Kelly is a young adult living with pulmonary hypertension in Canada, where medical cannabis is legal. Kelly has used Percocet for four years, which she says is fast acting to help manage her pain. Unfortunately, she found that the pain-killer makes her depressed. She also noticed that it caused brain fog, is addictive, and that she was able to build a tolerance to the dosing quickly. She also uses a cannabidiol (CBD) pill for pain management, which is non-psychoactive because of its low THC content. Although Kelly says that the CBD pill isn’t as strong as pain killers like Percocet, it doesn’t cause the brain fog or depression that she experiences with Percocet. As someone who has benefited from using CBD for pain, Kelly believes that everyone should have access to it as needed.
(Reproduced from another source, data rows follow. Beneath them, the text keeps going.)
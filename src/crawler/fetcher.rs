//! HTTP fetcher implementation
//!
//! This module handles all HTTP requests for the crawler: building the shared
//! HTTP client with the configured user agent string and timeouts, fetching
//! page bodies, and classifying failures so the traversal engine can decide
//! what is fatal (the seed) and what merely prunes a branch (everything else).

use crate::config::UserAgentConfig;
use reqwest::Client;
use std::time::Duration;
use url::Url;

/// Result of fetching a single page
#[derive(Debug)]
pub enum FetchOutcome {
    /// Successfully fetched an HTML page
    Html {
        /// Final URL after redirects; children are resolved against this
        final_url: Url,
        /// HTTP status code
        status_code: u16,
        /// Decoded page body
        body: String,
    },

    /// Fetched successfully but the response is not HTML; nothing to extract
    NotHtml {
        /// The Content-Type header received
        content_type: String,
    },

    /// Server answered with a non-success status
    HttpStatus {
        /// The HTTP status code
        status_code: u16,
    },

    /// Network-level failure (DNS, connect, timeout, TLS, body read)
    Network {
        /// Error description
        error: String,
    },
}

impl FetchOutcome {
    /// Short human-readable reason, used when a seed fetch failure is surfaced
    pub fn failure_reason(&self) -> Option<String> {
        match self {
            Self::Html { .. } | Self::NotHtml { .. } => None,
            Self::HttpStatus { status_code } => Some(format!("HTTP {}", status_code)),
            Self::Network { error } => Some(error.clone()),
        }
    }
}

/// Builds the HTTP client shared by every fetch of a crawler instance
///
/// The user agent string is `crawler-name/crawler-version` from the
/// configuration. Redirects are followed by reqwest's default policy; the
/// traversal resolves child links against the post-redirect URL.
pub fn build_http_client(
    config: &UserAgentConfig,
    fetch_timeout: Duration,
) -> Result<Client, reqwest::Error> {
    let user_agent = format!("{}/{}", config.crawler_name, config.crawler_version);

    Client::builder()
        .user_agent(user_agent)
        .timeout(fetch_timeout)
        .connect_timeout(Duration::from_secs(10))
        .gzip(true)
        .brotli(true)
        .build()
}

/// Fetches a URL and classifies the outcome
///
/// Errors are deliberately opaque strings: the caller only distinguishes
/// "page body to extract" from "branch to prune", plus the seed special case.
pub async fn fetch_page(client: &Client, url: &str) -> FetchOutcome {
    let response = match client.get(url).send().await {
        Ok(response) => response,
        Err(e) => {
            let error = if e.is_timeout() {
                "request timeout".to_string()
            } else if e.is_connect() {
                "connection failed".to_string()
            } else {
                e.to_string()
            };
            return FetchOutcome::Network { error };
        }
    };

    let status = response.status();
    if !status.is_success() {
        return FetchOutcome::HttpStatus {
            status_code: status.as_u16(),
        };
    }

    let content_type = response
        .headers()
        .get("content-type")
        .and_then(|v| v.to_str().ok())
        .unwrap_or("")
        .to_string();

    // Treat a missing Content-Type as HTML; small servers often omit it
    if !content_type.is_empty() && !content_type.contains("text/html") {
        return FetchOutcome::NotHtml { content_type };
    }

    let final_url = response.url().clone();

    match response.text().await {
        Ok(body) => FetchOutcome::Html {
            final_url,
            status_code: status.as_u16(),
            body,
        },
        Err(e) => FetchOutcome::Network {
            error: e.to_string(),
        },
    }
}
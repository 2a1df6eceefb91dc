//! Delimited-text export layouts
//!
//! Two incompatible layouts exist and both are preserved as distinct
//! operations, because downstream consumers may depend on either:
//!
//! - **Fresh comma-delimited file** (`write_csv`): header plus one row per
//!   category index, the record's URL repeated on every row.
//! - **Semicolon-delimited append block** (`append_records`): each call
//!   appends a header plus one block of rows per record, the record's URL
//!   only on the first row of its block.

use crate::crawler::{CrawlResult, CATEGORY_NAMES};
use crate::ExportError;
use std::fs::OpenOptions;
use std::io::Write;
use std::path::Path;

/// Collects category sets into indexable columns
fn columns(result: &CrawlResult) -> Vec<Vec<&str>> {
    result
        .categories()
        .iter()
        .map(|set| set.iter().map(|value| value.as_str()).collect())
        .collect()
}

/// Renders a record in the comma-delimited layout
///
/// Row count is the longest category's length; every row carries the seed
/// URL in the first column and empty fields where a category has run out.
pub fn format_csv(result: &CrawlResult) -> Result<Vec<u8>, ExportError> {
    let mut writer = csv::Writer::from_writer(Vec::new());

    let mut header = vec!["url"];
    header.extend(CATEGORY_NAMES);
    writer.write_record(&header)?;

    let columns = columns(result);
    for i in 0..result.max_category_len() {
        let mut row = vec![result.seed_url.as_str()];
        for column in &columns {
            row.push(column.get(i).copied().unwrap_or(""));
        }
        writer.write_record(&row)?;
    }

    writer.into_inner().map_err(|e| ExportError::Io(e.into_error()))
}

/// Writes a record as a fresh comma-delimited file
///
/// The content is rendered fully in memory and written in one operation, so
/// a failure never leaves a half-written file behind an existing one.
pub fn write_csv(result: &CrawlResult, destination: &Path) -> Result<(), ExportError> {
    let content = format_csv(result)?;
    std::fs::write(destination, content)?;
    Ok(())
}

/// Renders a batch of records as one semicolon-delimited block
///
/// The block starts with its own header line; within each record's rows the
/// URL column is populated only on the first row.
pub fn format_append_block(results: &[CrawlResult]) -> String {
    let mut block = String::from("url;");
    block.push_str(&CATEGORY_NAMES.join(";"));
    block.push('\n');

    for result in results {
        let columns = columns(result);
        for i in 0..result.max_category_len() {
            let mut fields = vec![if i == 0 { result.seed_url.as_str() } else { "" }];
            for column in &columns {
                fields.push(column.get(i).copied().unwrap_or(""));
            }
            block.push_str(&fields.join(";"));
            block.push('\n');
        }
    }

    block
}

/// Appends a batch of records to a semicolon-delimited file
///
/// Creates the destination when absent; never rewrites earlier blocks. The
/// block is rendered fully before the single append write.
pub fn append_records(results: &[CrawlResult], destination: &Path) -> Result<(), ExportError> {
    let block = format_append_block(results);
    let mut file = OpenOptions::new()
        .create(true)
        .append(true)
        .open(destination)?;
    file.write_all(block.as_bytes())?;
    Ok(())
}
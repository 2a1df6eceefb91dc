//! Leadsift main entry point
//!
//! Command-line interface for the leadsift contact crawler: run the HTTP
//! service or execute a one-shot crawl.

use clap::{Parser, Subcommand};
use leadsift::config::load_config_with_hash;
use leadsift::crawler::Crawler;
use std::path::PathBuf;
use tracing_subscriber::EnvFilter;

/// Leadsift: a bounded-depth contact crawler
///
/// Leadsift walks a site from a seed URL, collects contact information
/// (emails, phone numbers, social-profile links) into one deduplicated
/// record, and exports records as delimited text.
#[derive(Parser, Debug)]
#[command(name = "leadsift")]
#[command(version)]
#[command(about = "A bounded-depth contact crawler", long_about = None)]
struct Cli {
    /// Path to TOML configuration file
    #[arg(short, long, value_name = "CONFIG", default_value = "leadsift.toml")]
    config: PathBuf,

    /// Increase logging verbosity (-v, -vv, -vvv)
    #[arg(short, long, action = clap::ArgAction::Count)]
    verbose: u8,

    /// Suppress non-error output
    #[arg(short, long, conflicts_with = "verbose")]
    quiet: bool,

    #[command(subcommand)]
    command: Commands,
}

#[derive(Subcommand, Debug)]
enum Commands {
    /// Start the HTTP service
    Serve,

    /// Run a one-shot crawl and print the aggregate record as JSON
    Crawl {
        /// Seed URL to start crawling from
        #[arg(long)]
        url: String,

        /// Maximum link-hop depth (the seed is depth 0)
        #[arg(long, default_value_t = 1)]
        depth: u32,

        /// Also write the record as a comma-delimited file at this path
        #[arg(long, value_name = "PATH")]
        csv: Option<PathBuf>,
    },
}

#[tokio::main]
async fn main() -> anyhow::Result<()> {
    let cli = Cli::parse();

    // Setup logging based on verbosity
    setup_logging(cli.verbose, cli.quiet);

    // Load and validate configuration
    tracing::info!("Loading configuration from: {}", cli.config.display());
    let config = match load_config_with_hash(&cli.config) {
        Ok((cfg, hash)) => {
            tracing::info!("Configuration loaded successfully (hash: {})", hash);
            cfg
        }
        Err(e) => {
            tracing::error!("Failed to load configuration: {}", e);
            return Err(e.into());
        }
    };

    match cli.command {
        Commands::Serve => {
            leadsift::server::serve(config).await?;
        }
        Commands::Crawl { url, depth, csv } => {
            let crawler = Crawler::new(config.crawler.clone(), &config.user_agent)?;
            let result = crawler.crawl(&url, depth).await?;

            if let Some(path) = csv {
                leadsift::export::write_csv(&result, &path)?;
                tracing::info!("Wrote comma-delimited export to {}", path.display());
            }

            println!("{}", serde_json::to_string_pretty(&result)?);
        }
    }

    Ok(())
}

/// Sets up the logging/tracing subscriber based on verbosity level
fn setup_logging(verbose: u8, quiet: bool) {
    let filter = if quiet {
        // Only show errors
        EnvFilter::new("error")
    } else {
        match verbose {
            0 => EnvFilter::new("leadsift=info,warn"),
            1 => EnvFilter::new("leadsift=debug,info"),
            2 => EnvFilter::new("leadsift=trace,debug"),
            _ => EnvFilter::new("trace"),
        }
    };

    tracing_subscriber::fmt()
        .with_env_filter(filter)
        .with_target(false)
        .with_thread_ids(false)
        .with_file(false)
        .init();
}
Kelly has a history of addiction, which is one of the reasons she received access to medical cannabis. To help avoid finding herself in a situation where she could become addicted to opiates, she turned to medical cannabis, which is believed to be non-addictive. Kelly said it is easy to imagine why some pulmonary hypertension patients abuse prescribed pain killers. She says, “it’s a slippery slope when dealing with something as devastating as PH.”

Beth

Beth* is a pulmonary hypertension patient in her 30s who used to have access to medical cannabis to help treat her pain until she moved to a state where medical cannabis is not legal. She credits medical cannabis for allowing her to function with less pain. Beth tries to avoid using pain killers unless she finds them necessary, such as for a medical procedure. Traditional pain killers made Beth feel sluggish, nauseous, and unmotivated. She shared that a member of her family is addicted to drugs, which is another reason she tries not to become drug dependent. Beth says: “unlike medications such as fentanyl and dilaudid, marijuana has allowed me to function with less pain.”

Closing Thoughts

While there is little literature available about medical cannabis for pulmonary hypertension patients, we had the chance to hear from two patients who benefited from it. If proven safe for pulmonary hypertension patients, medical cannabis could be a less potentially addictive option with fewer side effects. However, it is important to note that inhaling smoke is not recommended for patients with lung diseases and that there are other options for consuming medical cannabis, such as pills, oils, and edibles. Different strains cause little to no high, and manage pain differently. We do not suggest the use of cannabis, unless it has been legally prescribed by your doctor. It is important to treat medical cannabis with the same amount of caution used in other prescribed medications. Please be sure to discuss your options with your specialist and pain management team.
 
Great read, this sums this up in a great way. I just wanted this member to get the proper idea here. Its very important to treat this condition correctly. This article does just that.